What could happened?? This can be caused only by a bad training?
I have stored all the mail that I feed sa-learn with.
What can I do to debug and solve this problem??

> MLB> What can be causing this different scores??
> 
> MLB> I thought that maybe the running user name was the problem...
> MLB> So I run SA before as root, now I su to the user name which receive the
> MLB> mail the first time and guess what...
> 
> MLB> X-Spam-Status: No, score=0.4 required=5.0
> MLB> tests=HTML_FONT_BIG,HTML_MESSAGE
> MLB>          autolearn=no version=3.0.2
> 
> This suggests that maybe the user's user_prefs file is turning off
> some rules, or maybe you've got a configuration problem such that the
> user's emails aren't going against the same rules files.
> 
> If you run spamassassin -D on this email from root, and from your two
> users, are the lists of *.cf rules files used the same?

Yes, Exactly the same.
I had never touched those user preferences.
What can be happening?

I have moved the sare rules from the /usr/share/spamassassin dir to 
/etc/mail/spamassassin dir this morning, but I restarted spamd and the 
checking are happening after this, so if one user if affected, the other 
one should do, besides, the spamassassin -D command output is showing 
the same .cf files.

Thanks for your help Bob.

BR,
Matías.

Re: diferent rules hitting with diferent users

Posted by Robert Menschel <Ro...@Menschel.net>.
Hello Matías,

Friday, February 11, 2005, 8:48:18 AM, you wrote:

MLB> I just got a spam message in my inbox without being flagged by SA, and I
MLB> find it very curios because it was a clear spam message.
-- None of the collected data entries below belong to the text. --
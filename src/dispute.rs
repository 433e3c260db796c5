//! Dispute resolution.
//!
//! A dispute is resolved exactly once by an administrator with one of four
//! outcomes. Only a buyer-favorable ruling restores catalog stock. A partial
//! refund changes the payment status but leaves the order status where it
//! was (normally Disputed); the remaining escrow can then be released by an
//! administrator.

use chrono::{DateTime, Utc};

use crate::{
    dto::disputes::ResolveDisputeRequest,
    error::{AppError, AppResult},
    escrow::apply_release,
    machine::Transition,
    middleware::auth::{AuthUser, ensure_admin},
    models::{
        DisputeOutcome, DisputeResolution, DisputeStatus, OrderAggregate, OrderStatus,
        PaymentStatus, format_money,
    },
};

fn active_dispute_guard(current: &OrderAggregate) -> AppResult<()> {
    let dispute = current.dispute.as_ref().ok_or(AppError::NotFound)?;
    if !dispute.status.is_active() {
        return Err(AppError::invalid_transition("Dispute already resolved"));
    }
    Ok(())
}

pub fn resolve_dispute(
    current: &OrderAggregate,
    admin: &AuthUser,
    request: &ResolveDisputeRequest,
    now: DateTime<Utc>,
) -> AppResult<Transition> {
    ensure_admin(admin)?;
    active_dispute_guard(current)?;

    let order = &current.order;
    let resolution = request.resolution.trim().to_string();
    if resolution.is_empty() {
        return Err(AppError::validation("Resolution text is required"));
    }

    let refund_amount = match request.outcome {
        DisputeOutcome::BuyerFavorable => Some(order.total_amount),
        DisputeOutcome::PartialRefund => {
            let amount = request.refund_amount.ok_or_else(|| {
                AppError::validation("Refund amount is required for a partial refund")
            })?;
            if amount <= 0 || amount > order.total_amount {
                return Err(AppError::validation(format!(
                    "Refund amount must be between 0.01 and {}",
                    format_money(order.total_amount, &order.currency)
                )));
            }
            if !order.payment_status.is_captured() {
                return Err(AppError::invalid_transition("No captured payment to refund"));
            }
            Some(amount)
        }
        DisputeOutcome::SellerFavorable => {
            if !order.payment_status.is_captured() || !order.funds_held {
                return Err(AppError::invalid_transition("No held funds to release"));
            }
            None
        }
        DisputeOutcome::NoAction => None,
    };

    let mut t = Transition::begin(current, now);
    let number = order.order_number.clone();
    let (buyer_id, seller_id) = (order.buyer_id, order.seller_id);
    let currency = order.currency.clone();

    match request.outcome {
        DisputeOutcome::BuyerFavorable => {
            let stock_reserved = order.paid_at.is_some();
            let o = t.order();
            o.status = OrderStatus::Refunded;
            o.payment_status = PaymentStatus::Refunded;
            for payment in &mut t.aggregate.payments {
                payment.status = PaymentStatus::Refunded;
            }
            if stock_reserved {
                t.restore_stock();
            }
            t.notify(
                buyer_id,
                "Dispute Resolved - Refund Issued",
                format!(
                    "Your dispute for order #{number} has been resolved in your favor. Full refund issued."
                ),
            );
        }
        DisputeOutcome::SellerFavorable => {
            apply_release(&mut t.aggregate, now);
            t.notify(
                seller_id,
                "Dispute Resolved - Funds Released",
                format!(
                    "The dispute for order #{number} has been resolved in your favor. Funds released."
                ),
            );
        }
        DisputeOutcome::PartialRefund => {
            t.order().payment_status = PaymentStatus::PartiallyRefunded;
            let amount = format_money(refund_amount.unwrap_or_default(), &currency);
            t.notify(
                buyer_id,
                "Dispute Resolved - Partial Refund",
                format!(
                    "Dispute for order #{number} resolved. Partial refund of {amount} issued."
                ),
            );
        }
        DisputeOutcome::NoAction => {
            for party in [buyer_id, seller_id] {
                t.notify(
                    party,
                    "Dispute Resolved",
                    format!(
                        "The dispute for order #{number} was closed without changes: {resolution}"
                    ),
                );
            }
        }
    }

    if let Some(dispute) = t.aggregate.dispute.as_mut() {
        dispute.status = DisputeStatus::Resolved;
        dispute.resolution = Some(DisputeResolution {
            resolved_by: admin.user_id,
            resolved_at: now,
            outcome: request.outcome,
            resolution: resolution.clone(),
            refund_amount,
        });
    }

    t.record(
        admin,
        now,
        format!("Dispute resolved: {}. {resolution}", request.outcome),
    );
    Ok(t)
}

/// Moves a dispute along its review workflow. Resolution itself goes
/// through [`resolve_dispute`]; afterwards the only step left is Closed.
pub fn update_dispute_status(
    current: &OrderAggregate,
    admin: &AuthUser,
    status: DisputeStatus,
    now: DateTime<Utc>,
) -> AppResult<Transition> {
    ensure_admin(admin)?;
    let dispute = current.dispute.as_ref().ok_or(AppError::NotFound)?;

    if dispute.status == status {
        return Err(AppError::invalid_transition(format!(
            "Dispute is already {status}"
        )));
    }
    match (dispute.status, status) {
        (_, DisputeStatus::Resolved) => {
            return Err(AppError::validation(
                "Use the resolve operation to resolve a dispute",
            ));
        }
        (DisputeStatus::Closed, _) => {
            return Err(AppError::invalid_transition("Dispute is closed"));
        }
        (DisputeStatus::Resolved, DisputeStatus::Closed) => {}
        (DisputeStatus::Resolved, _) => {
            return Err(AppError::invalid_transition("Dispute already resolved"));
        }
        (_, DisputeStatus::Closed) => {
            return Err(AppError::invalid_transition(
                "Dispute must be resolved before it is closed",
            ));
        }
        (_, DisputeStatus::Open) => {
            return Err(AppError::invalid_transition("Dispute cannot be reopened"));
        }
        (
            _,
            DisputeStatus::UnderReview | DisputeStatus::AwaitingEvidence | DisputeStatus::Escalated,
        ) => {}
    }

    let mut t = Transition::begin(current, now);
    if let Some(dispute) = t.aggregate.dispute.as_mut() {
        dispute.status = status;
    }
    t.record(admin, now, format!("Dispute moved to {status}"));
    Ok(t)
}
Wen I examine
MLB> the headers to see the score assigned by SA I get more surprised

MLB>    Content analysis details:   (0.4 points, 5.0 required)
MLB>     0.2 HTML_MESSAGE           BODY: HTML included in message
MLB>     0.2 HTML_FONT_BIG          BODY: HTML tag for a big font size

MLB> I copy the message a feed SA with it
MLB> X-Spam-Status: No, score=2.4 required=5.0 tests=BAYES_99,HTML_80_90,
MLB> HTML_FONT_BIG,HTML_IMAGE_RATIO_08,HTML_MESSAGE,MIME_QP_LONG_LINE
MLB>          autolearn=no version=3.0.2

MLB> OK, here it hit the rules that it was supposed to hit. But is still
MLB> getting a low score.

It's also hitting BAYES_99, which means your global Bayes database
(since you're running as root) thinks for sure this is NOT spam.
You've got a problem with the emails you've been learning in the past.
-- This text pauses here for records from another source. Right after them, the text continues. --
use std::sync::Arc;

use axum::extract::State;
use marketplace_escrow::{
    config::EngineConfig, routes::health::health_check, state::AppState, store::InMemoryStore,
};

#[tokio::test]
async fn health_check_reports_store_and_sweeper() {
    let state = AppState::new(Arc::new(InMemoryStore::new()), EngineConfig::default());
    let response = health_check(State(state)).await;
    assert_eq!(response.0.message, "Health check");

    let data = response.0.data.expect("health data");
    assert_eq!(data.status, "ok");
    assert_eq!(data.store, "in-memory");
    assert!(data.store_reachable);
    assert_eq!(data.auto_release_days, 7);
    assert_eq!(data.sweep_interval_secs, 3600);
}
MLB> What can be causing this different scores??

MLB> I thought that maybe the running user name was the problem...
MLB> So I run SA before as root, now I su to the user name which receive the
MLB> mail the first time and guess what...

MLB> X-Spam-Status: No, score=0.4 required=5.0
MLB> tests=HTML_FONT_BIG,HTML_MESSAGE
MLB>          autolearn=no version=3.0.2

This suggests that maybe the user's user_prefs file is turning off
some rules, or maybe you've got a configuration problem such that the
user's emails aren't going against the same rules files.

If you run spamassassin -D on this email from root, and from your two
users, are the lists of *.cf rules files used the same?

Bob Menschel




Re: diferent rules hitting with diferent users

Posted by Matías López Bergero <ml...@udesa.edu.ar>.
Matt Kettler wrote:
> At 11:48 AM 2/11/2005, Matías López Bergero wrote:
> 
>> I copy the message a feed SA with it
>>
>> X-Spam-Status: No, score=2.4 required=5.0 tests=BAYES_99,HTML_80_90,
>>          HTML_FONT_BIG,HTML_IMAGE_RATIO_08,HTML_MESSAGE,MIME_QP_LONG_LINE
>>          autolearn=no version=3.0.2
>>
>> OK, here it hit the rules that it was supposed to hit. But is still
>> getting a low score.
>>
>> What can be causing this different scores??
> 
> 
> FIrst, the big difference is BAYES_99 hitting for the one user, and no 
> bayes at all for the other.. That's a pretty significant difference.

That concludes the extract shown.